Naomi graduated from the University of Washington with double majors in cellular molecular and developmental biology and public health. During her time in college, Naomi conducted research with the genome sciences department on congenital contracture syndromes as well as with Harvard Medical School and Boston Children’s Hospital on molecular targets for lung cancer and real-time tracking systems for the 2014 West Africa Ebola outbreak. After graduating she worked as a research technician at the Fred Hutchinson Cancer Research Center where she conducted studies to identify potential drug targets to treat non-small-cell lung cancer. Throughout all these experiences, Naomi remained committed to her goal of advocating for minoritized students in STEM by serving as a research mentor for numerous pipeline programs, one of which she herself had been a participant of in the past.

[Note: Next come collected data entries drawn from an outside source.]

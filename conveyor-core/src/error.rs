//! Error types for Conveyor

use thiserror::Error;

/// Result type alias for Conveyor operations
pub type Result<T> = std::result::Result<T, Error>;

/// Error type for Conveyor operations
///
/// Not-found, corruption and invalid-transition conditions are separate
/// variants so callers can tell "nothing to do" apart from "this is a bug"
/// apart from "someone tampered with the store".
#[derive(Error, Debug)]
pub enum Error {
    /// No feature record exists for the id
    #[error("Feature not found: {0}")]
    FeatureNotFound(String),

    /// No session record exists for the id
    #[error("Session not found: {0}")]
    SessionNotFound(String),

    /// Stored record failed integrity verification
    #[error("Corrupt record {key}: {reason}")]
    Corrupt { key: String, reason: String },

    /// Stored record is authentic but does not match the expected schema
    #[error("Invalid state in {key}: {reason}")]
    InvalidState { key: String, reason: String },

    /// `create_feature` on an id that already has a record
    #[error("Feature already exists: {0}")]
    FeatureExists(String),

    /// A second session was started (or resumed) while one is active
    #[error("Feature {feature_id} already has an active session: {session_id}")]
    SessionAlreadyActive {
        feature_id: String,
        session_id: String,
    },

    /// Operation requires an active session
    #[error("Session {session_id} is not active (status: {status})")]
    SessionNotActive { session_id: String, status: String },

    /// Session has already been ended
    #[error("Session already complete: {0}")]
    SessionAlreadyComplete(String),

    /// Phase change not permitted by the transition table
    #[error("Invalid transition from {from} to {to}")]
    InvalidTransition { from: String, to: String },

    /// Identifier cannot be used as a storage key
    #[error("Invalid identifier: {0:?}")]
    InvalidId(String),

    /// Cost accumulators only move forward
    #[error("Invalid cost amount: {0}")]
    InvalidCost(f64),

    /// IO error
    #[error("IO error: {0}")]
    Io(#[from] std::io::Error),

    /// JSON serialization/deserialization error
    #[error("JSON error: {0}")]
    Json(#[from] serde_json::Error),

    /// Configuration error
    #[error("Configuration error: {0}")]
    Config(String),

    /// Version control error
    #[error("Git error: {0}")]
    Git(String),
}

impl Error {
    /// True for the not-found family of errors
    pub fn is_not_found(&self) -> bool {
        matches!(self, Error::FeatureNotFound(_) | Error::SessionNotFound(_))
    }

    /// True when stored data failed verification or schema checks
    pub fn is_corruption(&self) -> bool {
        matches!(self, Error::Corrupt { .. } | Error::InvalidState { .. })
    }
}

#[cfg(test)]
mod tests {
    use super::*;

    #[test]
    fn test_not_found_is_distinct_from_corruption() {
        let missing = Error::FeatureNotFound("f".into());
        let corrupt = Error::Corrupt {
            key: "features/f.json".into(),
            reason: "signature mismatch".into(),
        };

        assert!(missing.is_not_found());
        assert!(!missing.is_corruption());
        assert!(corrupt.is_corruption());
        assert!(!corrupt.is_not_found());
    }

    #[test]
    fn test_messages_carry_identifiers() {
        let err = Error::SessionAlreadyActive {
            feature_id: "login".into(),
            session_id: "abc".into(),
        };
        let msg = err.to_string();
        assert!(msg.contains("login"));
        assert!(msg.contains("abc"));
    }

    #[test]
    fn test_io_error_converts() {
        let io = std::io::Error::new(std::io::ErrorKind::PermissionDenied, "denied");
        let err: Error = io.into();
        assert!(matches!(err, Error::Io(_)));
    }
}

Currently, Naomi attends the University of Washington School of Medicine and is also working towards her Master of Public Health in global health at the University of Washington School of Public Health. Naomi is a strong advocate for centering anti-racism in medical education and ending the practice of race-based clinical practice, which continues to be common in medical practice today. She has published a paper in Academic Medicine that outlines how medical education today continues to perpetuate racial disparities in health and has been featured in NPR and several other media outlets for her continued advocacy work.